Currently, our primary efforts are the prioritized expansion of red blood cell and platelet collections to meet surging hospital demand and have discontinued our convalescent plasma program. We will continue to monitor the situation in the context of emerging information, the evolution of the pandemic, and hospital demand to determine if we should resume our convalescent plasma program in the future.
An EUA is used by the FDA to allow more timely access to medical products and devices to help respond to a public health crisis and protect the health and safety of the public. At the end of the public health emergency or if the product receives formal FDA approval or clearance, the EUA will be terminated. The phrase FDA-approved is strictly limited to those items that have completed the rigorous FDA trial and review process.
Per standard procedures, only successful donations are sent to our laboratory for testing. Another less common explanation for a reactive result is that both tests were unable to completed.
It takes one to three weeks after the first does COVID vaccine to reach a detectable level of antibodies. As with all tests, false positives, or a test result that incorrectly states the presence of antibodies, can occur. The Red Cross may contact the donor to request additional information and may test the sample for additional test results. And how can donors access test results? Certain blood characteristics are inherited making them more likely to be found within certain donor groups.
These matched blood products provide a more compatible unit for transfusion to patients in need. In some cases, this is because the Red Cross immunohematology-reference laboratory may have previously tested their donation for sickle cell trait at the request of a hospital to fulfill a specific product need. In these cases, the donor may have received a previous result of negative or positive. While the Red Cross will work to resolve many inconsistent results, portion will remain inconsistent.

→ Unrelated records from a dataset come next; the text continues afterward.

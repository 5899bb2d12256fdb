use thiserror::Error;

#[derive(Error, Debug)]
pub enum Error {
    // Construction Errors
    #[error("Price service requires at least one configured source")]
    NoSources,

    #[error("Invalid undercut factor: {0} (must be finite and > 0)")]
    InvalidFactor(f64),

    #[error("Unknown price source: {0}")]
    UnknownSource(String),

    #[error("Configuration error: {0}")]
    ConfigError(String),

    // Source Errors
    #[error("Price source {source_name} failed: {message}")]
    SourceFailed {
        source_name: String,
        message: String,
    },

    // Persistence Errors
    #[error("Persistence error: {0}")]
    PersistenceError(String),

    #[error("Serialization error: {0}")]
    SerializationError(String),

    #[error("Metrics error: {0}")]
    MetricsError(String),

    // IO Errors
    #[error("IO error: {0}")]
    IoError(#[from] std::io::Error),
}

pub type Result<T> = std::result::Result<T, Error>;

impl From<serde_json::Error> for Error {
    fn from(e: serde_json::Error) -> Self {
        Error::SerializationError(e.to_string())
    }
}
use std::any::Any;
use std::panic::{catch_unwind, AssertUnwindSafe};
use std::sync::{Arc, PoisonError, RwLock, RwLockReadGuard, RwLockWriteGuard};
use std::time::{Duration, Instant};
use futures_util::FutureExt;
use serde_json::{json, Map, Value};
use tokio::sync::Semaphore;
use tokio::task::JoinSet;
use tracing::Instrument;
use crate::error::{Error, Result};
use crate::observability::events::{
    with_context, EventSink, TracingEventSink, PRICE_ARBITRATION_DONE, PRICE_SOURCE_DONE,
};
use crate::observability::metrics::{record_arbitration, record_source_call};
use crate::observability::tracing::trace_item_check;
use crate::price_infra::arbitrator::arbitrate;
use crate::price_infra::enabled::{EnabledSources, EnabledState};
use crate::price_infra::normalizer::normalize_row;
use crate::price_infra::sources::PriceSource;
use crate::types::row::{PriceRow, RawRow};

pub const DEFAULT_MAX_WORKERS: usize = 8;
pub const ARBITRATED_SOURCE: &str = "arbitrated";

/// Invoked with the full enabled-state after every `set_enabled_state`.
pub type EnabledStateCallback = Box<dyn Fn(&EnabledState) -> Result<()> + Send + Sync>;

type SourceOutcome = std::result::Result<Result<Vec<RawRow>>, Box<dyn Any + Send>>;

/// Fans an item check out to every enabled price source and merges the
/// normalized rows, optionally prepending one arbitrated best row.
pub struct MultiSourcePriceService {
    sources: Vec<Arc<dyn PriceSource>>,
    enabled: RwLock<EnabledSources>,
    max_workers: usize,
    arbitration_enabled: bool,
    log_context: Map<String, Value>,
    event_sink: Arc<dyn EventSink>,
    on_enabled_change: Option<EnabledStateCallback>,
}

impl MultiSourcePriceService {
    pub fn new(sources: Vec<Arc<dyn PriceSource>>) -> Result<Self> {
        if sources.is_empty() {
            return Err(Error::NoSources);
        }

        let names: Vec<String> = sources.iter().map(|s| s.name().to_string()).collect();
        let max_workers = DEFAULT_MAX_WORKERS.min(sources.len());

        Ok(MultiSourcePriceService {
            enabled: RwLock::new(EnabledSources::all(&names)),
            sources,
            max_workers,
            arbitration_enabled: false,
            log_context: Map::new(),
            event_sink: Arc::new(TracingEventSink),
            on_enabled_change: None,
        })
    }

    pub fn with_max_workers(mut self, max_workers: usize) -> Self {
        self.max_workers = max_workers.max(1);
        self
    }

    pub fn with_arbitration(mut self, enabled: bool) -> Self {
        self.arbitration_enabled = enabled;
        self
    }

    /// Static fields merged into every structured event.
    pub fn with_log_context(mut self, context: Map<String, Value>) -> Self {
        self.log_context = context;
        self
    }

    pub fn with_event_sink(mut self, sink: Arc<dyn EventSink>) -> Self {
        self.event_sink = sink;
        self
    }

    /// Restores a previously persisted state. Does not fire the callback.
    pub fn with_enabled_state(self, state: &EnabledState) -> Self {
        self.write_enabled().apply(state);
        self
    }

    pub fn on_enabled_change(mut self, callback: EnabledStateCallback) -> Self {
        self.on_enabled_change = Some(callback);
        self
    }

    pub fn source_names(&self) -> Vec<String> {
        self.sources.iter().map(|s| s.name().to_string()).collect()
    }

    pub fn max_workers(&self) -> usize {
        self.max_workers
    }

    pub fn arbitration_enabled(&self) -> bool {
        self.arbitration_enabled
    }

    pub fn get_enabled_state(&self) -> EnabledState {
        self.read_enabled().state()
    }

    /// Sources mapped to `false` are disabled, everything else is enabled.
    /// Disabling every source re-enables all of them instead.
    pub fn set_enabled_state(&self, requested: &EnabledState) {
        let state = {
            let mut enabled = self.write_enabled();
            if enabled.apply(requested) {
                tracing::warn!("Enabled-source update would disable every source; enabling all");
            }
            enabled.state()
        };
        tracing::info!(?state, "Price sources enabled-state updated");

        if let Some(callback) = &self.on_enabled_change {
            match catch_unwind(AssertUnwindSafe(|| callback(&state))) {
                Ok(Ok(())) => {}
                Ok(Err(e)) => tracing::error!("Enabled-state callback failed: {}", e),
                Err(panic) => tracing::error!(
                    "Enabled-state callback panicked: {}",
                    panic_message(panic.as_ref())
                ),
            }
        }
    }

    /// Checks `text` against every enabled source.
    ///
    /// Never fails: a source that errors or panics contributes no rows.
    pub async fn check_item(&self, text: &str) -> Vec<PriceRow> {
        if text.trim().is_empty() {
            return Vec::new();
        }

        let active: Vec<Arc<dyn PriceSource>> = {
            let enabled = self.read_enabled();
            self.sources
                .iter()
                .filter(|s| enabled.is_enabled(s.name()))
                .cloned()
                .collect()
        };
        if active.is_empty() {
            return Vec::new();
        }

        let span = trace_item_check(text.len(), active.len());
        async {
            let mut rows = self.fan_out(&active, text).await;

            if self.arbitration_enabled {
                let priority: Vec<String> = active.iter().map(|s| s.name().to_string()).collect();
                if let Some(winner) = self.arbitrate_rows(&rows, &priority) {
                    rows.insert(0, winner);
                }
            }
            rows
        }
        .instrument(span)
        .await
    }

    async fn fan_out(&self, active: &[Arc<dyn PriceSource>], text: &str) -> Vec<PriceRow> {
        let text: Arc<str> = Arc::from(text);
        // One pool per call: concurrent calls never queue behind each other
        let workers = Arc::new(Semaphore::new(self.max_workers));
        let mut tasks = JoinSet::new();

        for source in active {
            let source = Arc::clone(source);
            let text = Arc::clone(&text);
            let workers = Arc::clone(&workers);

            tasks.spawn(async move {
                // The semaphore is never closed, so acquisition cannot fail
                let _permit = workers.acquire_owned().await.ok();
                let started = Instant::now();
                let outcome: SourceOutcome = AssertUnwindSafe(async { source.check_item(&text).await })
                    .catch_unwind()
                    .await;
                (source, outcome, started.elapsed())
            });
        }

        let mut rows = Vec::new();
        while let Some(joined) = tasks.join_next().await {
            let (source, outcome, elapsed) = match joined {
                Ok(done) => done,
                Err(e) => {
                    tracing::error!("Price source task aborted: {}", e);
                    continue;
                }
            };
            let name = source.name();

            let (ok, raw_rows) = match outcome {
                Ok(Ok(raw_rows)) => (true, raw_rows),
                Ok(Err(e)) => {
                    tracing::warn!(source = name, elapsed_ms = elapsed.as_millis() as u64, "Price source failed: {}", e);
                    (false, Vec::new())
                }
                Err(panic) => {
                    tracing::error!(
                        source = name,
                        elapsed_ms = elapsed.as_millis() as u64,
                        "Price source panicked: {}",
                        panic_message(panic.as_ref())
                    );
                    (false, Vec::new())
                }
            };

            self.report_source_done(name, elapsed, ok, raw_rows.len());

            rows.extend(raw_rows.iter().map(|raw| {
                let mut row = normalize_row(raw);
                if row.source.trim().is_empty() {
                    row.source = name.to_string();
                }
                row
            }));
        }
        rows
    }

    fn arbitrate_rows(&self, rows: &[PriceRow], priority: &[String]) -> Option<PriceRow> {
        let winner = match catch_unwind(AssertUnwindSafe(|| arbitrate(rows, priority))) {
            Ok(winner) => winner,
            Err(panic) => {
                tracing::error!("Arbitration failed: {}", panic_message(panic.as_ref()));
                record_arbitration("failed");
                return None;
            }
        };

        let Some(mut chosen) = winner else {
            record_arbitration("no_winner");
            return None;
        };
        if chosen.source.trim().is_empty() {
            chosen.source = ARBITRATED_SOURCE.to_string();
        }
        chosen.is_arbitrated = true;

        record_arbitration("chosen");
        self.emit(
            PRICE_ARBITRATION_DONE,
            json!({
                "chosen_source": chosen.source,
                "chosen_chaos": chosen.chaos_value,
                "is_arbitrated": true,
            }),
        );
        Some(chosen)
    }

    fn report_source_done(&self, name: &str, elapsed: Duration, ok: bool, row_count: usize) {
        record_source_call(name, ok, elapsed.as_secs_f64());
        self.emit(
            PRICE_SOURCE_DONE,
            json!({
                "source": name,
                "duration_ms": elapsed.as_secs_f64() * 1000.0,
                "ok": ok,
                "row_count": row_count,
            }),
        );
    }

    fn emit(&self, event: &str, extras: Value) {
        let Value::Object(extras) = extras else {
            return;
        };
        let fields = with_context(&self.log_context, extras);
        if catch_unwind(AssertUnwindSafe(|| self.event_sink.emit(event, &fields))).is_err() {
            tracing::warn!("Event sink panicked while emitting {}", event);
        }
    }

    fn read_enabled(&self) -> RwLockReadGuard<'_, EnabledSources> {
        self.enabled.read().unwrap_or_else(PoisonError::into_inner)
    }

    fn write_enabled(&self) -> RwLockWriteGuard<'_, EnabledSources> {
        self.enabled.write().unwrap_or_else(PoisonError::into_inner)
    }
}

fn panic_message(panic: &(dyn Any + Send)) -> String {
    if let Some(s) = panic.downcast_ref::<&str>() {
        s.to_string()
    } else if let Some(s) = panic.downcast_ref::<String>() {
        s.clone()
    } else {
        "unknown panic".to_string()
    }
}
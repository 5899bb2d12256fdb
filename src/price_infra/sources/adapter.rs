use std::sync::Arc;
use async_trait::async_trait;
use crate::error::{Error, Result};
use crate::price_infra::sources::PriceSource;
use crate::types::row::RawRow;

/// Synchronous single-source client, e.g. an existing blocking HTTP client.
pub trait ItemClient: Send + Sync + 'static {
    fn check_item(&self, text: &str) -> anyhow::Result<Vec<RawRow>>;
}

impl<F> ItemClient for F
where
    F: Fn(&str) -> anyhow::Result<Vec<RawRow>> + Send + Sync + 'static,
{
    fn check_item(&self, text: &str) -> anyhow::Result<Vec<RawRow>> {
        self(text)
    }
}

/// Exposes a blocking [`ItemClient`] as a [`PriceSource`].
///
/// Calls run on tokio's blocking pool so a slow client never stalls the
/// runtime's worker threads.
pub struct BlockingSourceAdapter {
    name: String,
    client: Arc<dyn ItemClient>,
}

impl BlockingSourceAdapter {
    pub fn new(name: impl Into<String>, client: impl ItemClient) -> Self {
        BlockingSourceAdapter {
            name: name.into(),
            client: Arc::new(client),
        }
    }
}

#[async_trait]
impl PriceSource for BlockingSourceAdapter {
    fn name(&self) -> &str {
        &self.name
    }

    async fn check_item(&self, text: &str) -> Result<Vec<RawRow>> {
        let client = Arc::clone(&self.client);
        let text = text.to_string();

        let outcome = tokio::task::spawn_blocking(move || client.check_item(&text))
            .await
            .map_err(|e| Error::SourceFailed {
                source_name: self.name.clone(),
                message: format!("client task aborted: {}", e),
            })?;

        outcome.map_err(|e| Error::SourceFailed {
            source_name: self.name.clone(),
            message: format!("{:#}", e),
        })
    }
}
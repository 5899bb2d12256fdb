use tracing::Span;
use tracing_subscriber::EnvFilter;

/// Installs the global fmt subscriber. `RUST_LOG` overrides the default
/// `info` filter. Calling this twice is a no-op.
pub fn init_tracing(json: bool) {
    let filter = EnvFilter::try_from_default_env().unwrap_or_else(|_| EnvFilter::new("info"));
    let builder = tracing_subscriber::fmt().with_env_filter(filter);

    let result = if json {
        builder.json().try_init()
    } else {
        builder.try_init()
    };
    if let Err(e) = result {
        tracing::debug!("tracing subscriber already installed: {}", e);
    }
}

pub fn trace_item_check(text_len: usize, active_sources: usize) -> Span {
    tracing::info_span!(
        "item_check",
        text_len,
        active_sources,
    )
}
use lazy_static::lazy_static;
use prometheus::{HistogramOpts, HistogramVec, IntCounterVec, Opts, Registry};
use crate::error::{Error, Result};

lazy_static! {
    pub static ref REGISTRY: Registry = Registry::new();

    // Source metrics
    pub static ref SOURCE_CALLS: IntCounterVec = IntCounterVec::new(
        Opts::new("price_source_calls_total", "Price source calls by outcome"),
        &["source", "outcome"]
    ).expect("valid metric definition");

    pub static ref SOURCE_LATENCY: HistogramVec = HistogramVec::new(
        HistogramOpts::new(
            "price_source_latency_seconds",
            "Wall-clock duration of a price source call"
        ).buckets(vec![0.01, 0.05, 0.1, 0.25, 0.5, 1.0, 2.5, 5.0, 10.0]),
        &["source"]
    ).expect("valid metric definition");

    // Arbitration metrics
    pub static ref ARBITRATIONS: IntCounterVec = IntCounterVec::new(
        Opts::new("price_arbitrations_total", "Arbitration runs by outcome"),
        &["outcome"]
    ).expect("valid metric definition");
}

pub fn register_metrics() -> Result<()> {
    REGISTRY.register(Box::new(SOURCE_CALLS.clone()))
        .map_err(|e| Error::MetricsError(e.to_string()))?;
    REGISTRY.register(Box::new(SOURCE_LATENCY.clone()))
        .map_err(|e| Error::MetricsError(e.to_string()))?;
    REGISTRY.register(Box::new(ARBITRATIONS.clone()))
        .map_err(|e| Error::MetricsError(e.to_string()))?;
    Ok(())
}

pub fn record_source_call(source: &str, ok: bool, elapsed_secs: f64) {
    let outcome = if ok { "ok" } else { "error" };
    SOURCE_CALLS.with_label_values(&[source, outcome]).inc();
    SOURCE_LATENCY.with_label_values(&[source]).observe(elapsed_secs);
}

pub fn record_arbitration(outcome: &str) {
    ARBITRATIONS.with_label_values(&[outcome]).inc();
}
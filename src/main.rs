//! This file defines the benchmark runner binary entry point.

use arraybench::cli;
use arraybench::error;
use arraybench::runner;
use arraybench::tracing;

/// Application entry point
#[tokio::main]
async fn main() {
    let args = cli::parse_runner();
    tracing::init_tracing();
    if let Err(err) = runner::run(&args).await {
        error::report_fatal("Benchmark run failed", &err);
        std::process::exit(1);
    }
}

Carrying the sickle cell trait does not mean that an individual has sickle cell disease. Individuals who only carry the sickle cell trait are eligible to donate blood. This screening is performed on a blood sample given during the standard donation process to look for the presence of an abnormal type of hemoglobin, called hemoglobin S or sickled hemoglobin, a key indicator of sickle cell trait.
This means it is likely the individual inherited one sickle cell gene and one normal gene from their parents. If an individual receives a positive result, they should consult their medical provider to discuss their test results and pursue additional confirmatory diagnostic testing. We are also looking into other possible funding sources. While, carrying the trait does not mean that an individual has sickle cell disease, health experts recommend that individuals with sickle cell trait be aware of their status and consult their medical provider on what it means for them.
In general, many individuals who carry the sickle cell trait have no medical problems related to sickle cell trait. However, these screening are not perfect. As with all tests and screening, false results, or a screening result that incorrectly states the presence of abnormal hemoglobin, can occur. This is why those who receive a positive result are encouraged to consult their medical provider for confirmatory testing and discuss what their results mean for them.
Like other blood donation screenings, sickle cell trait screening is part of the blood donation testing process which occurs at no charge to the donor. In addition, this screening helps the Red Cross identify compatible blood types to help sickle cell patients more quickly. Per standard donation procedure, only successful donations are sent to our laboratory for screening.
This means that the individual is likely not a sickle cell trait carrier.